COMMUNITY COMPOSITION AND ENVIRONMENTAL SETTING OF THE MCKAY RESERVOIR FAUNA (MIOCENE, OREGON)


ORCUTT, John D., Department of Biology, Gonzaga University, 502 E Boone Ave, AD Box 5, Spokane, WA 99258

The Dalles Group of Oregon’s Columbia Basin preserves a series of Late Miocene vertebrate fossil localities that have played an outsized role in the history of vertebrate paleoecology. Not only do these sites date to a period of climatic cooling, expanding grasslands, and migration from Asia and South America, but early paleoenvironmental work suggested that they represent a wide array of environments, making landscape-scale paleoecological analyses possible. Particularly important among the Dalles Group sites is McKay Reservoir near Pendleton, which preserves a vertebrate fauna dating to 5.5-6 Ma. Its significance lies in the diversity of taxa present, ranging in size from shrews to mastodonts. However, collection at McKay Reservoir took place largely prior to 1980, and many taxa described from there are either problematic or defunct, complicating any attempts at reconstructing biostratigraphic relationships, paleoenvironment, or community structure. Recent work has made possible the reidentification of previously problematic specimens and has led to the identification of several taxa not previously reported from the Dalles Group. Significant new occurrences include an oscine passerine, one of the oldest in North America. A ground sloth metapodial indicates the presence of another recent migrant to the continent. The metapodial is consistent in size and morphology with Pliometanastes, which would not only make it one of North America’s oldest sloths but the first of its genus reported from the Northwest. More enigmatic are the remains of a massive felid represented by copious postcranial material but no skulls or dentition. The absence of craniodental remains makes a precise identification difficult, but a size consistent with the largest specimens of pantherines and a morphology more typical of machairodontines suggests it may represent an undescribed taxon and one of the continent’s earliest big cats.
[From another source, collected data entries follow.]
//! Benchmark limits, steps and timings.
//!
//! Everything here is immutable once a run starts. Components take the
//! piece they need at construction; tests tighten limits by building a
//! config rather than touching the defaults.

use std::time::Duration;

use thiserror::Error;

use crate::types::Configuration;

/// Hard limits. Breaching any of them aborts the run.
#[derive(Debug, Clone, PartialEq)]
pub struct SafetyLimits {
    /// Chip temperature (°C) at or above which the run aborts.
    pub max_chip_temp_c: f64,

    /// Voltage regulator temperature (°C) at or above which the run
    /// aborts. Only checked on boards that report it.
    pub max_vr_temp_c: f64,

    /// Power draw (W) at or above which the run aborts. The barrel jack on
    /// most boards is rated for 45 W.
    pub max_power_w: f64,

    /// Supply voltage window (mV). Readings strictly outside abort.
    pub min_input_voltage_mv: f64,
    pub max_input_voltage_mv: f64,
}

impl Default for SafetyLimits {
    fn default() -> Self {
        Self {
            max_chip_temp_c: 65.0,
            max_vr_temp_c: 75.0,
            max_power_w: 45.0,
            min_input_voltage_mv: 4800.0,
            max_input_voltage_mv: 5500.0,
        }
    }
}

/// What to do with frequency when a run comes back unstable.
#[derive(Debug, Clone, Copy, PartialEq, Eq, Default)]
pub enum BackoffMode {
    /// Retry the same frequency one voltage step higher.
    #[default]
    HoldFrequency,

    /// Raise voltage one step and drop frequency one step.
    RetreatFrequency,
}

/// Bounds and steps of the voltage/frequency search.
#[derive(Debug, Clone, PartialEq)]
pub struct SearchLimits {
    pub min_voltage_mv: u32,
    pub max_voltage_mv: u32,
    pub min_frequency_mhz: u32,
    pub max_frequency_mhz: u32,
    pub voltage_step_mv: u32,
    pub frequency_step_mhz: u32,
    pub backoff: BackoffMode,

    /// Stop after this many failed runs in a row. `None` leaves the voltage
    /// ceiling as the only bound on a failing streak.
    pub max_consecutive_failures: Option<u32>,
}

impl SearchLimits {
    pub fn contains(&self, configuration: Configuration) -> bool {
        (self.min_voltage_mv..=self.max_voltage_mv).contains(&configuration.voltage_mv)
            && (self.min_frequency_mhz..=self.max_frequency_mhz)
                .contains(&configuration.frequency_mhz)
    }

    /// The most conservative configuration inside the bounds.
    pub fn floor(&self) -> Configuration {
        Configuration::new(self.min_voltage_mv, self.min_frequency_mhz)
    }
}

impl Default for SearchLimits {
    fn default() -> Self {
        Self {
            min_voltage_mv: 1150,
            max_voltage_mv: 1400,
            min_frequency_mhz: 525,
            max_frequency_mhz: 1250,
            voltage_step_mv: 20,
            frequency_step_mhz: 25,
            backoff: BackoffMode::default(),
            max_consecutive_failures: None,
        }
    }
}

/// Timing of device interaction.
#[derive(Debug, Clone, PartialEq)]
pub struct SamplingConfig {
    /// How long each configuration is sampled.
    pub benchmark_time: Duration,

    /// Delay between telemetry polls.
    pub sample_interval: Duration,

    /// Pause after applying settings, before the restart request.
    pub apply_settle: Duration,

    /// Pause after a restart so hashrate and temperatures can settle.
    pub stabilization_pause: Duration,

    /// Readings at or below this chip temperature (°C) are sensor glitches
    /// and get discarded.
    pub min_plausible_temp_c: f64,

    /// Failed telemetry reads in a row before the device is considered
    /// unobservable and the run aborts.
    pub max_consecutive_read_failures: u32,
}

impl SamplingConfig {
    /// Number of polls taken per run. Saturates at `usize::MAX`.
    pub fn total_samples(&self) -> usize {
        let interval_ms = self.sample_interval.as_millis();
        if interval_ms == 0 {
            return 0;
        }
        usize::try_from(self.benchmark_time.as_millis() / interval_ms).unwrap_or(usize::MAX)
    }
}

impl Default for SamplingConfig {
    fn default() -> Self {
        Self {
            benchmark_time: Duration::from_secs(150),
            sample_interval: Duration::from_secs(15),
            apply_settle: Duration::from_secs(2),
            stabilization_pause: Duration::from_secs(90),
            min_plausible_temp_c: 5.0,
            max_consecutive_read_failures: 3,
        }
    }
}

/// Statistics applied to a finished sample series.
#[derive(Debug, Clone, PartialEq)]
pub struct ProcessingConfig {
    /// Fewer valid samples than this and the run is rejected.
    pub min_valid_samples: usize,

    /// Leading samples left out of the temperature averages.
    pub warmup_samples: usize,

    /// Hashrate readings dropped from each end of the sorted series.
    pub outlier_trim: usize,

    /// Allowed shortfall from the theoretical hashrate for a run to count
    /// as stable (fraction, 0.06 = 6%).
    pub stable_tolerance: f64,

    /// Allowed shortfall for a run to count as valid and be ranked.
    pub valid_tolerance: f64,
}

impl Default for ProcessingConfig {
    fn default() -> Self {
        Self {
            min_valid_samples: 7,
            warmup_samples: 6,
            outlier_trim: 3,
            stable_tolerance: 0.06,
            valid_tolerance: 0.08,
        }
    }
}

#[derive(Debug, Clone, PartialEq, Default)]
pub struct BenchmarkConfig {
    /// First configuration tested.
    pub initial: Option<Configuration>,
    pub safety: SafetyLimits,
    pub search: SearchLimits,
    pub sampling: SamplingConfig,
    pub processing: ProcessingConfig,
}

#[derive(Debug, Error, PartialEq)]
pub enum ConfigError {
    #[error("initial voltage {value}mV is outside the allowed range {min}-{max}mV")]
    VoltageOutOfRange { value: u32, min: u32, max: u32 },

    #[error("initial frequency {value}MHz is outside the allowed range {min}-{max}MHz")]
    FrequencyOutOfRange { value: u32, min: u32, max: u32 },

    #[error(
        "benchmark time is too short: {samples} samples per run, at least {required} required; \
         increase the benchmark time or decrease the sample interval"
    )]
    TooFewSamples { samples: usize, required: usize },

    #[error("{name} must be greater than zero")]
    Zero { name: &'static str },

    #[error("tolerance {name} = {value} must be within [0, 1)")]
    ToleranceOutOfRange { name: &'static str, value: f64 },

    #[error("stable tolerance ({stable}) must not exceed valid tolerance ({valid})")]
    ToleranceOrder { stable: f64, valid: f64 },
}

impl BenchmarkConfig {
    /// The configuration the search starts from.
    pub fn initial_configuration(&self) -> Configuration {
        self.initial.unwrap_or_else(|| self.search.floor())
    }

    /// Check the parameters before anything is sent to the device.
    pub fn validate(&self) -> Result<(), ConfigError> {
        let initial = self.initial_configuration();
        let search = &self.search;

        for (name, value) in [
            ("voltage_step_mv", search.voltage_step_mv),
            ("frequency_step_mhz", search.frequency_step_mhz),
            (
                "max_consecutive_read_failures",
                self.sampling.max_consecutive_read_failures,
            ),
        ] {
            if value == 0 {
                return Err(ConfigError::Zero { name });
            }
        }

        if !(search.min_voltage_mv..=search.max_voltage_mv).contains(&initial.voltage_mv) {
            return Err(ConfigError::VoltageOutOfRange {
                value: initial.voltage_mv,
                min: search.min_voltage_mv,
                max: search.max_voltage_mv,
            });
        }

        if !(search.min_frequency_mhz..=search.max_frequency_mhz).contains(&initial.frequency_mhz)
        {
            return Err(ConfigError::FrequencyOutOfRange {
                value: initial.frequency_mhz,
                min: search.min_frequency_mhz,
                max: search.max_frequency_mhz,
            });
        }

        let samples = self.sampling.total_samples();
        let required = self.processing.min_valid_samples;
        if samples < required {
            return Err(ConfigError::TooFewSamples { samples, required });
        }

        let processing = &self.processing;
        for (name, value) in [
            ("stable_tolerance", processing.stable_tolerance),
            ("valid_tolerance", processing.valid_tolerance),
        ] {
            if !(0.0..1.0).contains(&value) {
                return Err(ConfigError::ToleranceOutOfRange { name, value });
            }
        }
        if processing.stable_tolerance > processing.valid_tolerance {
            return Err(ConfigError::ToleranceOrder {
                stable: processing.stable_tolerance,
                valid: processing.valid_tolerance,
            });
        }

        Ok(())
    }
}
These recent discoveries support the historical interpretation of McKay Reservoir as a biogeographic crossroads and bolster its significance as a natural paleoecological laboratory, but many questions remain. Ongoing field work will further add to our understanding of this rich Miocene paleocommunity and resolve long-standing uncertainty surrounding the physical setting of the McKay ecosystem.